> _WORK ITEM_
Which lines of the data below include the string "created"? Return each of them.

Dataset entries

"""

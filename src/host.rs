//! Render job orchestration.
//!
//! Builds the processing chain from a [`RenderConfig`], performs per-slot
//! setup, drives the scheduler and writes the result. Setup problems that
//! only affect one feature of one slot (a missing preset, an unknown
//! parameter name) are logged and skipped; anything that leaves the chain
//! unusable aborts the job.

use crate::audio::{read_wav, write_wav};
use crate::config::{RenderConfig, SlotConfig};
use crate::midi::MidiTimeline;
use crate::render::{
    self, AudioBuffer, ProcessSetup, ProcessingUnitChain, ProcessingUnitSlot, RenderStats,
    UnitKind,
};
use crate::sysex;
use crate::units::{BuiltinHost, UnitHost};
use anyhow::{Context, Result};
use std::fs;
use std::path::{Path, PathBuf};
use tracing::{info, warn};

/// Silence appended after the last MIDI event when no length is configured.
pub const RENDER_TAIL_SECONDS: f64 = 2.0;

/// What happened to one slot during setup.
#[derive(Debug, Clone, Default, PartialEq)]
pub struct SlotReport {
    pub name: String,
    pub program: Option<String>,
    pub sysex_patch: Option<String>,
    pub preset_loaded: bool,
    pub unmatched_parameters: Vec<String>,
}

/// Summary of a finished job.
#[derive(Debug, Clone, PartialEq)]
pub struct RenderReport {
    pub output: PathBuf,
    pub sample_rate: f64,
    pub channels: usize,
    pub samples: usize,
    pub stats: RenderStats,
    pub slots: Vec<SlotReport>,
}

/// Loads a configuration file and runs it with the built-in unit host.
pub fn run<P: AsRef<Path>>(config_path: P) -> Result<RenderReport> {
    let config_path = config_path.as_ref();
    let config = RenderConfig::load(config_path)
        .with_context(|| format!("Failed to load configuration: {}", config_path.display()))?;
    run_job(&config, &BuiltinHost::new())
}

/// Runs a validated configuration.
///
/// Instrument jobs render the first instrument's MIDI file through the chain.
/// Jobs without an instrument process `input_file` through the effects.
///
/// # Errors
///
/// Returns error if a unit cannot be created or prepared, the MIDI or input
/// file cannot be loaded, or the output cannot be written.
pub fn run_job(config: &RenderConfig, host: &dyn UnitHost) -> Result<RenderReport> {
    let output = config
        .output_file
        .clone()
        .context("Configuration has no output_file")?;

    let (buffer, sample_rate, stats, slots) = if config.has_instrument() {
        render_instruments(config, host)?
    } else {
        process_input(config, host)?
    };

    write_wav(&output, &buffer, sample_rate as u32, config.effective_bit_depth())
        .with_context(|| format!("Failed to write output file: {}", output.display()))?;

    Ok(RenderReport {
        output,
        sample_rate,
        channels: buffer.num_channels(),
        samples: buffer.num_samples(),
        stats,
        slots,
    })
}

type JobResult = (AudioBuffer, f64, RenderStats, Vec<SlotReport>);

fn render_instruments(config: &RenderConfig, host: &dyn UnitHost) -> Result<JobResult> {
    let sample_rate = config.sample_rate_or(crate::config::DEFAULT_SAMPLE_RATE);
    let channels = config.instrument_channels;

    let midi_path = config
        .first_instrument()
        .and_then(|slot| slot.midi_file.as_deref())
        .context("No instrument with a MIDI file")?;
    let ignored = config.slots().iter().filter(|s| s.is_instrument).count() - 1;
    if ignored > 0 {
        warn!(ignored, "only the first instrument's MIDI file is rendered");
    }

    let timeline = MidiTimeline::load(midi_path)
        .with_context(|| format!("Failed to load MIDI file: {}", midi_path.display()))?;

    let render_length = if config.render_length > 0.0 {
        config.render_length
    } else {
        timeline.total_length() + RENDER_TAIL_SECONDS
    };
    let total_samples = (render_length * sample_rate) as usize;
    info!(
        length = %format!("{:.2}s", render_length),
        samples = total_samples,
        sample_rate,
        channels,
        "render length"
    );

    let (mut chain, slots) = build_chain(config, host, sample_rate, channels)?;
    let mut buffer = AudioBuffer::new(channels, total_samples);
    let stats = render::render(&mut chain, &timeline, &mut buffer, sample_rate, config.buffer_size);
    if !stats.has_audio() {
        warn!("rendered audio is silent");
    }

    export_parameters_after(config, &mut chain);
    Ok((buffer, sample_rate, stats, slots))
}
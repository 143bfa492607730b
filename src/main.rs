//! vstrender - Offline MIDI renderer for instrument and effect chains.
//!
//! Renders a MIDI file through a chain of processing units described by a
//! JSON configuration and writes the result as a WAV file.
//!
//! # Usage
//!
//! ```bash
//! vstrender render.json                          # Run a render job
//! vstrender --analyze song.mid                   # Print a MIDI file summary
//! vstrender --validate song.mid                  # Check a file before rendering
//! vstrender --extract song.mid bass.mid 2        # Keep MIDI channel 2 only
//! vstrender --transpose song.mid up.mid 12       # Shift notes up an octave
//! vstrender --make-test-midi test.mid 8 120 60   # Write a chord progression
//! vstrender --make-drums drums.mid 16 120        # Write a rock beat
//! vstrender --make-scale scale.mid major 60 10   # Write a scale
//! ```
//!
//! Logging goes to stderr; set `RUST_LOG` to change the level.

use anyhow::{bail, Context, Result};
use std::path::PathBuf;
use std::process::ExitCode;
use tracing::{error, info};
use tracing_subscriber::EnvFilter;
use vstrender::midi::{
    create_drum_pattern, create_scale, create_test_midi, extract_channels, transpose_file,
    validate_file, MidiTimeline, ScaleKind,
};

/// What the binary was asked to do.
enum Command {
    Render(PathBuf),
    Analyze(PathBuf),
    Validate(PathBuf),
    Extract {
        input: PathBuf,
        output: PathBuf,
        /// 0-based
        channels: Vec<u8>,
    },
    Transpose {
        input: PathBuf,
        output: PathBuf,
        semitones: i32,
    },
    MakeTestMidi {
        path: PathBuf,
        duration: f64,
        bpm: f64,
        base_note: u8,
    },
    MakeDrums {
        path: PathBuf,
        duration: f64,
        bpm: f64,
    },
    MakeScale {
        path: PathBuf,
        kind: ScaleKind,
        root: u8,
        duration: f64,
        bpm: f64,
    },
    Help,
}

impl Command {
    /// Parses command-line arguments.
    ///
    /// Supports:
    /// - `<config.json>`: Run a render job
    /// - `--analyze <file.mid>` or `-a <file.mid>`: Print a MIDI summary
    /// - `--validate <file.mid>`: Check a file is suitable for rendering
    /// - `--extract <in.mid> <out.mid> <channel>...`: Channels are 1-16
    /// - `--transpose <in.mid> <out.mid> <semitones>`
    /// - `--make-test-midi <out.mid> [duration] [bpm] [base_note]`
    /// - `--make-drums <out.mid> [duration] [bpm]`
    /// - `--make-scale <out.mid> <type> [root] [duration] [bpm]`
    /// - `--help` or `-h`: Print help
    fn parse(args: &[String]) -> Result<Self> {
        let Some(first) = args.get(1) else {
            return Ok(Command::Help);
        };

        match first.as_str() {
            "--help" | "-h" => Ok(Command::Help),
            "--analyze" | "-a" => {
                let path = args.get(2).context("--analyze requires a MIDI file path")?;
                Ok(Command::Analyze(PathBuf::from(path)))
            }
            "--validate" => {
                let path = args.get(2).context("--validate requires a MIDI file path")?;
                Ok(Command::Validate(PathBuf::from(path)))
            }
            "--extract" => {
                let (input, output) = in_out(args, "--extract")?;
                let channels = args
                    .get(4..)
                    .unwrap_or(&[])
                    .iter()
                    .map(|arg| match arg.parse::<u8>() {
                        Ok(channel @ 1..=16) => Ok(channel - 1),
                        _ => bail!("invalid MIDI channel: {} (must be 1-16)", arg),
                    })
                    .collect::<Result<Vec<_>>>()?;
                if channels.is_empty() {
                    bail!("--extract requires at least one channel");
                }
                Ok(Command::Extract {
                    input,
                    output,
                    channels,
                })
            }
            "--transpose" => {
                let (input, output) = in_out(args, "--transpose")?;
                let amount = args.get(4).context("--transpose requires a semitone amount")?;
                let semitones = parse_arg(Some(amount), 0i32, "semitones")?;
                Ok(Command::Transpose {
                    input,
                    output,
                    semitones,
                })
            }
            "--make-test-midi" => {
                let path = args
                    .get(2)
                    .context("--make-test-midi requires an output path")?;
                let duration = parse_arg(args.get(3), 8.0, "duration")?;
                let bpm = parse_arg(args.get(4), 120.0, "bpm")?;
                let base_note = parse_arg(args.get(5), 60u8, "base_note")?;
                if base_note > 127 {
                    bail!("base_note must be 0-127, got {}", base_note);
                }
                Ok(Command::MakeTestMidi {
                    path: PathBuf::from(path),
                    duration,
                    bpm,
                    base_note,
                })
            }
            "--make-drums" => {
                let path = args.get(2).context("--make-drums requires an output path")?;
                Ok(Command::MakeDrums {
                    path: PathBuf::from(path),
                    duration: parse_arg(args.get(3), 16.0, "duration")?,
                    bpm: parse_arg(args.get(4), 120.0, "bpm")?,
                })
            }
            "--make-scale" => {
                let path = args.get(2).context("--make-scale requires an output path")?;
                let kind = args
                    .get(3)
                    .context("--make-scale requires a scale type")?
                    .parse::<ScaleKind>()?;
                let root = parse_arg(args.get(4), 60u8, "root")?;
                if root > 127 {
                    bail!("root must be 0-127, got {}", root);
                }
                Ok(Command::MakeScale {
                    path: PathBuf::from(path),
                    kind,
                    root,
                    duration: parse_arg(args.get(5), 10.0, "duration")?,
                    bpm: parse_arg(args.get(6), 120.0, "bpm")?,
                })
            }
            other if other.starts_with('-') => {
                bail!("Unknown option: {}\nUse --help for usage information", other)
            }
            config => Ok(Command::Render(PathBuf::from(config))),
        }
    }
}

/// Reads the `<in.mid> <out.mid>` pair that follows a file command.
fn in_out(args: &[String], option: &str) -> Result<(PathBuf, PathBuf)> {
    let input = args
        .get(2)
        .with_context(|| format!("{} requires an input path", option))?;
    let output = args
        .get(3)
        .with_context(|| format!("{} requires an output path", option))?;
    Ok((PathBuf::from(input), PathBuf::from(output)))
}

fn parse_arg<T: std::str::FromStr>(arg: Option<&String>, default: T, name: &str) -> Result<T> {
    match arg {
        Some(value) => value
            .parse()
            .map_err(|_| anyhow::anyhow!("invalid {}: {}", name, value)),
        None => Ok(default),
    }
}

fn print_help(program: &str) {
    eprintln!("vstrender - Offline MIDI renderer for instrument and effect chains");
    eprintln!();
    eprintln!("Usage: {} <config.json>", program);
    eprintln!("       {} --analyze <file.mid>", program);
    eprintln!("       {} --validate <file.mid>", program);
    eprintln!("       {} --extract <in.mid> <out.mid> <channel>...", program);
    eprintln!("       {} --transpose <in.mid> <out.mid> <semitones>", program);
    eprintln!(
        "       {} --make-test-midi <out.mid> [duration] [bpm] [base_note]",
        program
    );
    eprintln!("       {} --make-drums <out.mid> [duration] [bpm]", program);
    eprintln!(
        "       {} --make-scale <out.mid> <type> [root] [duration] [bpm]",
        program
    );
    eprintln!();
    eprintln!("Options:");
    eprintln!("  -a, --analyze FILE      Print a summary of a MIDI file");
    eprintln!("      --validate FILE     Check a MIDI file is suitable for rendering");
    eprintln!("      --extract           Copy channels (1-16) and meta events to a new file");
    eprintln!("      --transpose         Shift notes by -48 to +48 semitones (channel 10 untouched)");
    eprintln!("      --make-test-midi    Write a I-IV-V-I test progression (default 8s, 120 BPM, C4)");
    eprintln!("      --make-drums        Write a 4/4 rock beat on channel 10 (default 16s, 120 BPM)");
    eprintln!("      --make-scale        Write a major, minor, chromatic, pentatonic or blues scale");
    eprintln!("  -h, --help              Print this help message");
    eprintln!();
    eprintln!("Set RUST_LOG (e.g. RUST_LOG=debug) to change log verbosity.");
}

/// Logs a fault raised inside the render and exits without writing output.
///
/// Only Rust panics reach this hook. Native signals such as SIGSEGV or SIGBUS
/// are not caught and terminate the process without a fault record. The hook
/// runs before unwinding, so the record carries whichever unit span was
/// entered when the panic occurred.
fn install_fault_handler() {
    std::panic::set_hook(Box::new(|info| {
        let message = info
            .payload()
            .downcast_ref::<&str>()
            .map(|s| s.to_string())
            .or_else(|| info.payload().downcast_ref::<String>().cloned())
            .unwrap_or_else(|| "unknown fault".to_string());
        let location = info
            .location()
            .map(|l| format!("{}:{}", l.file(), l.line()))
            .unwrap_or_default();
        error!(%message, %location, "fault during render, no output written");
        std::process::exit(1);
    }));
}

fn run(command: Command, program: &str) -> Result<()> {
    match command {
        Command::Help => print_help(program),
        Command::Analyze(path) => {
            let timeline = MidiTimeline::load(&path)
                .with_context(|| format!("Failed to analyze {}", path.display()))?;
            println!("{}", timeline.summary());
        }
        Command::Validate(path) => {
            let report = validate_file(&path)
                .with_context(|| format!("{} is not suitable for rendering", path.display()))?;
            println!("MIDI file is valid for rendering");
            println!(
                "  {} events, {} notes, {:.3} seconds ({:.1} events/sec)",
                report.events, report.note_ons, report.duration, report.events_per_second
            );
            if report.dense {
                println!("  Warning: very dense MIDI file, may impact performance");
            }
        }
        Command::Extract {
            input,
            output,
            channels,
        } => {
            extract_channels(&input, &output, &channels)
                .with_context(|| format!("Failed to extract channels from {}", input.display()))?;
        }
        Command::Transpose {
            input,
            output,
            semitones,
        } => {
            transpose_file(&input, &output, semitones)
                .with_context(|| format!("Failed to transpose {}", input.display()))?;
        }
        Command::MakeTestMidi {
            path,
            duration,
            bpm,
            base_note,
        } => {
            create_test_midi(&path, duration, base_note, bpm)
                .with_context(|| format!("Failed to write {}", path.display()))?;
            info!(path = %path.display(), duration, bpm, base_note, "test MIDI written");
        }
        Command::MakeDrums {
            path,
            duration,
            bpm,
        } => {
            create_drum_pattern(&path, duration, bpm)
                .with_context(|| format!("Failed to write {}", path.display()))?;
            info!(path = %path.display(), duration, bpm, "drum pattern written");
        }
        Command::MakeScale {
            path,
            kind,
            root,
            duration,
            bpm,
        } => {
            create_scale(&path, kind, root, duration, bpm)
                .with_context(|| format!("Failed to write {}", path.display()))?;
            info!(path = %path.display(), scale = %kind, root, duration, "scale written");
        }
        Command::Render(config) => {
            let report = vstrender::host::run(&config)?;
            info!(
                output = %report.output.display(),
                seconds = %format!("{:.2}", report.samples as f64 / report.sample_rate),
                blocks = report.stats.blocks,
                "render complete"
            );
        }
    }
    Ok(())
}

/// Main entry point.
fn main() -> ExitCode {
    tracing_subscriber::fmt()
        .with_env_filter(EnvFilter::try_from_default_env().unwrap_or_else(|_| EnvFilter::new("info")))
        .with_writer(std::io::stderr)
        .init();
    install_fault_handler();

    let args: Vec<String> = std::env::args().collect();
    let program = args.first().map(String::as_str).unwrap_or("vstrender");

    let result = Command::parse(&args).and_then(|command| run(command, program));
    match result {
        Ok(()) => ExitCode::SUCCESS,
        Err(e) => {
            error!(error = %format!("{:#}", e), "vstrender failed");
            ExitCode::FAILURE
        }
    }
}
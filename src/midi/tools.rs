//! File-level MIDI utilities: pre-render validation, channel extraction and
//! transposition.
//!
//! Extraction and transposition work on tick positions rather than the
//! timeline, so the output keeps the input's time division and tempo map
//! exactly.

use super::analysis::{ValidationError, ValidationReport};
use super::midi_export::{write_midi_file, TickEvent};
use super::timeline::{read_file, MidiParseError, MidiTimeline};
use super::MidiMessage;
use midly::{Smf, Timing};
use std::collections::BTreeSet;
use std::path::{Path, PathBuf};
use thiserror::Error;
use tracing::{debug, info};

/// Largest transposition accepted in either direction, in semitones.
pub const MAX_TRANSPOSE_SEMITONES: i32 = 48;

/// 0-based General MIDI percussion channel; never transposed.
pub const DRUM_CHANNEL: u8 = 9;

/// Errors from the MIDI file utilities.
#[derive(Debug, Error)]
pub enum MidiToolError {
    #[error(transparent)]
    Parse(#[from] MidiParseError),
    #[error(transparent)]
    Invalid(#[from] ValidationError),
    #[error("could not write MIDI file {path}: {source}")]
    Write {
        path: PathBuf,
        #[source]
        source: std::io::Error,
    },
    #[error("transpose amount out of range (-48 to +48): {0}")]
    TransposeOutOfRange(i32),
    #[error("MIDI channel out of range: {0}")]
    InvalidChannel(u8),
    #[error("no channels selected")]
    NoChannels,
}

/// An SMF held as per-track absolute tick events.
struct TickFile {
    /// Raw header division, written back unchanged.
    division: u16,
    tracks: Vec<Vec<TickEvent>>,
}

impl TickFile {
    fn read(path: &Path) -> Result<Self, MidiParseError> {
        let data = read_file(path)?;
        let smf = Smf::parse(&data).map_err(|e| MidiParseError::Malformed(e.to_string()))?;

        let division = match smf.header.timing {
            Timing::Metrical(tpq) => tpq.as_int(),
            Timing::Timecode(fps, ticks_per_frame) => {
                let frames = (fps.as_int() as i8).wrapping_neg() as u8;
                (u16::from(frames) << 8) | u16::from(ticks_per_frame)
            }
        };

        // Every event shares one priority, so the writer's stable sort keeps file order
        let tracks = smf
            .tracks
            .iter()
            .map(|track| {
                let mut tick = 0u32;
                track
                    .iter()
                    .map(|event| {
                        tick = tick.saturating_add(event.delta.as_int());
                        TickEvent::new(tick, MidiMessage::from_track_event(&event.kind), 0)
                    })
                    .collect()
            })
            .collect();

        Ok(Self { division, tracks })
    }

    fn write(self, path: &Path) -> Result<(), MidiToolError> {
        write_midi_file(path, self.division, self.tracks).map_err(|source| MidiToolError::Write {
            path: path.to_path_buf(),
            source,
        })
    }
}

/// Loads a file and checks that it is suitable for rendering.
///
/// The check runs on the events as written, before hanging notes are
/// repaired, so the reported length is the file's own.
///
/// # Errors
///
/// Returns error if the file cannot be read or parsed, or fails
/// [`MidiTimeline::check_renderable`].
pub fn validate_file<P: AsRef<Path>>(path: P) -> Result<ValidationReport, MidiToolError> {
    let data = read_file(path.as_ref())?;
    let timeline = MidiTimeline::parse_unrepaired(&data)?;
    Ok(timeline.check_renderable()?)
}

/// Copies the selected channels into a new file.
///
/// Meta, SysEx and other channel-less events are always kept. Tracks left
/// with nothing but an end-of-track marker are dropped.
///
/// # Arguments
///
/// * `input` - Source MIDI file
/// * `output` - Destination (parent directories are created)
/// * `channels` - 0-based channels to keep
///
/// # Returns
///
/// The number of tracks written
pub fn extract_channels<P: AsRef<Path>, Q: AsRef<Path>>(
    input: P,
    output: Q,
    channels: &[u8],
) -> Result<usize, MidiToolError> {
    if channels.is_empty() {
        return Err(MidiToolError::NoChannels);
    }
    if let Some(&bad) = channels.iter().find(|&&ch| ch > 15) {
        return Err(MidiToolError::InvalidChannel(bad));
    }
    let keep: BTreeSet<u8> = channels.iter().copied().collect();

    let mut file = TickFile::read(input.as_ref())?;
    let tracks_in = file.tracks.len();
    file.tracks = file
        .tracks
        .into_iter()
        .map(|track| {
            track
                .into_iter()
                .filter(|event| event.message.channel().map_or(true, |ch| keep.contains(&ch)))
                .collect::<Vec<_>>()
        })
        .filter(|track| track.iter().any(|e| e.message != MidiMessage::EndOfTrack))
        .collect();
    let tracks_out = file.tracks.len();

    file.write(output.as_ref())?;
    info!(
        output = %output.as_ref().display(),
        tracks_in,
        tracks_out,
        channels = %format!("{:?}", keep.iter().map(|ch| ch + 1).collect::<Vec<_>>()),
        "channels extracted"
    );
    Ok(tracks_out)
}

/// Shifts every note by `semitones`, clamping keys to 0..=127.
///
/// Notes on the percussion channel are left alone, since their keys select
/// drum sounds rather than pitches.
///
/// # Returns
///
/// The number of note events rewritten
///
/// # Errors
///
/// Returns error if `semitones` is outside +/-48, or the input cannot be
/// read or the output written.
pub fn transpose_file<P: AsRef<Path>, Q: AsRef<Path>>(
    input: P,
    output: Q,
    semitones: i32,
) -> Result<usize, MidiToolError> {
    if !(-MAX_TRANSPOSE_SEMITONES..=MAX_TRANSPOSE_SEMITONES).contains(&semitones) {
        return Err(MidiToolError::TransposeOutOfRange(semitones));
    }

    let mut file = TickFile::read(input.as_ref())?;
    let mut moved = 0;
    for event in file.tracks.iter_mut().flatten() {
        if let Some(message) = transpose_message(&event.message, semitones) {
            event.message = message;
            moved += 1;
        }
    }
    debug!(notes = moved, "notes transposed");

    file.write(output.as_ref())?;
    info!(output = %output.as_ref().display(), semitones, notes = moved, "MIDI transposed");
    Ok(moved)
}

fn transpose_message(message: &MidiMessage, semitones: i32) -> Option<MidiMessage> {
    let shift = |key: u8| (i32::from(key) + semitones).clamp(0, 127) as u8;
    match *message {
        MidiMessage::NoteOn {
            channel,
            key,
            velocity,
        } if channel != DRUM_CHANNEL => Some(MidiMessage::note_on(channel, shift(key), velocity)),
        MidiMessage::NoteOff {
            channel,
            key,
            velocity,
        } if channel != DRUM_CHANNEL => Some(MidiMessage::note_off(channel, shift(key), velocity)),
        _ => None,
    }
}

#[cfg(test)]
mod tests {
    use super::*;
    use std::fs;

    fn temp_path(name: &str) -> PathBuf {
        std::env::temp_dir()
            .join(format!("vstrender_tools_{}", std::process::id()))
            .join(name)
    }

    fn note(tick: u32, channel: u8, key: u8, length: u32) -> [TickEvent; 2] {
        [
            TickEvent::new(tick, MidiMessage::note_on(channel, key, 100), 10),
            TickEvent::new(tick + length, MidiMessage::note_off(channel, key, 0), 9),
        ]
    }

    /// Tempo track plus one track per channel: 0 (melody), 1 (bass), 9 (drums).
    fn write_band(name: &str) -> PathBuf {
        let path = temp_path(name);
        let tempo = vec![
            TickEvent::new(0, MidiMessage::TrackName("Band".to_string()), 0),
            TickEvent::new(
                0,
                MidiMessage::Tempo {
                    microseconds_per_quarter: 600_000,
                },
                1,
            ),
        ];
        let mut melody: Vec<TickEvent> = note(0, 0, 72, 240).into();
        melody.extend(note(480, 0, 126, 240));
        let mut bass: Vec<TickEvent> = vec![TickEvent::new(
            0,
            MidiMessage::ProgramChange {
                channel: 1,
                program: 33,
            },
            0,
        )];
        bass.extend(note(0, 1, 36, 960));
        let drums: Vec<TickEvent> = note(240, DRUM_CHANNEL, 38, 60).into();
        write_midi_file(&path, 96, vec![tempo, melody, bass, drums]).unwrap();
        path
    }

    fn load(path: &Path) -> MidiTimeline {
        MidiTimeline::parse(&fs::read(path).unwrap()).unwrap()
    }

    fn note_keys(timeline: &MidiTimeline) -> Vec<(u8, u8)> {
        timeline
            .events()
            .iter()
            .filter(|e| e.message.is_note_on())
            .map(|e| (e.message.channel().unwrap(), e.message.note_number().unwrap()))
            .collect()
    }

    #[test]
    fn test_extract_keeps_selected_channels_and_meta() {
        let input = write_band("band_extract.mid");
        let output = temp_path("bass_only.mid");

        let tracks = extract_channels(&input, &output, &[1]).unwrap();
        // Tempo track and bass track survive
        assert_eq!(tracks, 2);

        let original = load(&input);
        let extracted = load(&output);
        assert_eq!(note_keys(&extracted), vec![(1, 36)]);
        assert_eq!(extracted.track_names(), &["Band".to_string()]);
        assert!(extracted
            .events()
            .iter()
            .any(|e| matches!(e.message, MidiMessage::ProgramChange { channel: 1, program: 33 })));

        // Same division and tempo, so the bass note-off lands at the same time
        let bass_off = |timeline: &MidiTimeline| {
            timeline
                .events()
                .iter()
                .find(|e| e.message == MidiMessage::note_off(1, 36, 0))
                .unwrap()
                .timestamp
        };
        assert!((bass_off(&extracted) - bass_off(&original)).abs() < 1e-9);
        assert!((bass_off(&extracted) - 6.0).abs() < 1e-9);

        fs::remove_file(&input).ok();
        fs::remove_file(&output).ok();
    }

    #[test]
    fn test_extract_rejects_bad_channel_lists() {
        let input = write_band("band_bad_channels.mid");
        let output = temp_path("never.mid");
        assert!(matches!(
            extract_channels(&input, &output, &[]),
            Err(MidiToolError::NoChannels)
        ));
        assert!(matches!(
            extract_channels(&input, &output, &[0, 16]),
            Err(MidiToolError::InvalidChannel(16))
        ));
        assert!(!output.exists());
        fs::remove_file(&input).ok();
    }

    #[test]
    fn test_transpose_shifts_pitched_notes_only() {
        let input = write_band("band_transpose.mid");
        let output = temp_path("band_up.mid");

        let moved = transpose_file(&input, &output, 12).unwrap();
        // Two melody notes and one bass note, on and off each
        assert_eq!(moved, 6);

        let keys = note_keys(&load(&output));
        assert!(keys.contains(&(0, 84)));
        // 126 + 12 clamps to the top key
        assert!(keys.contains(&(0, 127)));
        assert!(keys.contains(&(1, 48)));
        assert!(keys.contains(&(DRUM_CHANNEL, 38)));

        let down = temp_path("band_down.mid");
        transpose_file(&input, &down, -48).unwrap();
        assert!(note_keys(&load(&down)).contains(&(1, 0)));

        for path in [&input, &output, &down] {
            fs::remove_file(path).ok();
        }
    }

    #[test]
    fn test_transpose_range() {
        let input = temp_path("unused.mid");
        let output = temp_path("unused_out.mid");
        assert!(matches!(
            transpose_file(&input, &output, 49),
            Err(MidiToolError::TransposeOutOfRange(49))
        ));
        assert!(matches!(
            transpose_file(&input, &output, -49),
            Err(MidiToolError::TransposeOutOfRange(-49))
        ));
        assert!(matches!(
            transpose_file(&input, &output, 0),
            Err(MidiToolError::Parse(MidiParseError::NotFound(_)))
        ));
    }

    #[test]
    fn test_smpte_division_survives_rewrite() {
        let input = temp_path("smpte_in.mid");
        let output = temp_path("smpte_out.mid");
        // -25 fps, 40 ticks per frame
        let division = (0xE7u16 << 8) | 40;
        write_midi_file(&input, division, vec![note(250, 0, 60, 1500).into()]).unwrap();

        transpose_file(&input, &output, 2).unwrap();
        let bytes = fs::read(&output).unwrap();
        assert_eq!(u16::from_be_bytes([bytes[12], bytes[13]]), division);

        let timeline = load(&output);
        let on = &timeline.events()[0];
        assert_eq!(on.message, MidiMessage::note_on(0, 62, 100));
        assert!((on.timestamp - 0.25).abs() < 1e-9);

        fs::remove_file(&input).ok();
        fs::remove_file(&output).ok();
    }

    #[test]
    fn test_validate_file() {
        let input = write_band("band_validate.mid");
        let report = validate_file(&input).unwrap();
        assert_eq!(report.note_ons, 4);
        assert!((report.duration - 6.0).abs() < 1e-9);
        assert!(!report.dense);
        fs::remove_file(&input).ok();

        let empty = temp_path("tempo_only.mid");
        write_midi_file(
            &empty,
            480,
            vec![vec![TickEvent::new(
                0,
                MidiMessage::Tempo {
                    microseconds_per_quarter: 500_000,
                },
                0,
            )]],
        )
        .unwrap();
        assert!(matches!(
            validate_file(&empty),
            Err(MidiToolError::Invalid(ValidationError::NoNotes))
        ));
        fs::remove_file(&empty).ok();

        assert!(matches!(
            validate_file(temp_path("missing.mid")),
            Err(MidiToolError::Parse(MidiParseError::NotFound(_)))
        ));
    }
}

"""

> _ANSWER SECTION_
/// Returns error if a unit cannot be created or prepared, the MIDI or input
/// * `output` - Destination (parent directories are created)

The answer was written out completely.